* _EXERCISE INSTRUCTIONS_
The response must contain every record, repeated exactly.

(Dataset entries)
──────

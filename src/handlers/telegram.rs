// src/handlers/telegram.rs

use axum::{extract::State, http::StatusCode, response::IntoResponse, Json};

use crate::{
    config::AppState,
    services::telegram_service::{SendOutcome, SyncOutcome},
};

// POST /api/telegram/test
#[utoipa::path(
    post,
    path = "/api/telegram/test",
    tag = "Telegram",
    responses(
        (status = 200, description = "Connection test outcome", body = SendOutcome)
    )
)]
pub async fn test_connection(State(app_state): State<AppState>) -> impl IntoResponse {
    let outcome = app_state.telegram_service.test_connection().await;
    (StatusCode::OK, Json(outcome))
}

// POST /api/telegram/sync
#[utoipa::path(
    post,
    path = "/api/telegram/sync",
    tag = "Telegram",
    responses(
        (status = 200, description = "Best-effort channel scrape outcome", body = SyncOutcome)
    )
)]
pub async fn sync_from_channel(State(app_state): State<AppState>) -> impl IntoResponse {
    let outcome = app_state.telegram_service.sync_from_channel().await;
    (StatusCode::OK, Json(outcome))
}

──────

* _REPLY_
filename src/handlers/telegram.rs
// src/handlers/telegram.rs

use axum::{extract::State, http::StatusCode, response::IntoResponse, Json};

use crate::{
    config::AppState,
    services::telegram_service::{SendOutcome, SyncOutcome},
};

// POST /api/telegram/test
#[utoipa::path(
    post,
    path = "/api/telegram/test",
    tag = "Telegram",
    responses(
        (status = 200, description = "Connection test outcome", body = SendOutcome)
    )
)]
pub async fn test_connection(State(app_state): State<AppState>) -> impl IntoResponse {
    let outcome = app_state.telegram_service.test_connection().await;
    (StatusCode::OK, Json(outcome))
}

// POST /api/telegram/sync
#[utoipa::path(
    post,
    path = "/api/telegram/sync",
    tag = "Telegram",
    responses(
        (status = 200, description = "Best-effort channel scrape outcome", body = SyncOutcome)
    )
)]
pub async fn sync_from_channel(State(app_state): State<AppState>) -> impl IntoResponse {
    let outcome = app_state.telegram_service.sync_from_channel().await;
    (StatusCode::OK, Json(outcome))
}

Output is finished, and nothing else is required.